■ **WHAT YOU HAVE TO DO**
Pull every line containing "impl" from the data.
───── DATASET EXCERPTS
use async_trait::async_trait;
use sonata_core::{models::Study, AppError};
use sqlx::{PgPool, Postgres};

use super::is_unique_violation;
use super::traits::StudyRepository;

/// Repository for studies
#[derive(Clone)]
pub struct PostgresStudyRepository {
    pool: PgPool,
}

impl PostgresStudyRepository {
    pub fn new(pool: PgPool) -> Self {
        Self { pool }
    }
}

#[async_trait]
impl StudyRepository for PostgresStudyRepository {
    #[tracing::instrument(skip(self, study), fields(db.table = "study", db.operation = "insert", db.record_id = %study.study_id))]
    async fn create(&self, study: &Study) -> Result<(), AppError> {
        sqlx::query(
            r#"
            INSERT INTO study (study_id, name, organization, description, info, created_at)
            VALUES ($1, $2, $3, $4, $5, $6)
            "#,
        )
        .bind(&study.study_id)
        .bind(&study.name)
        .bind(&study.organization)
        .bind(&study.description)
        .bind(&study.info)
        .bind(study.created_at)
        .execute(&self.pool)
        .await
        .map_err(|e| {
            if is_unique_violation(&e) {
                AppError::StudyAlreadyExists(study.study_id.clone())
            } else {
                AppError::Database(e)
            }
        })?;

        Ok(())
    }

    #[tracing::instrument(skip(self), fields(db.table = "study", db.operation = "select", db.record_id = %study_id))]
    async fn read(&self, study_id: &str) -> Result<Option<Study>, AppError> {
        let study = sqlx::query_as::<Postgres, Study>(
            "SELECT study_id, name, organization, description, info, created_at FROM study WHERE study_id = $1",
        )
        .bind(study_id)
        .fetch_optional(&self.pool)
        .await?;

        Ok(study)
    }

    #[tracing::instrument(skip(self), fields(db.table = "study", db.operation = "select", db.record_id = %study_id))]
    async fn exists(&self, study_id: &str) -> Result<bool, AppError> {
        let exists = sqlx::query_scalar::<Postgres, bool>(
            "SELECT EXISTS(SELECT 1 FROM study WHERE study_id = $1)",
        )
        .bind(study_id)
        .fetch_one(&self.pool)
        .await?;

        Ok(exists)
    }
}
──────────
■ **ANSWER TO THE EXERCISE**
impl PostgresStudyRepository {
impl StudyRepository for PostgresStudyRepository {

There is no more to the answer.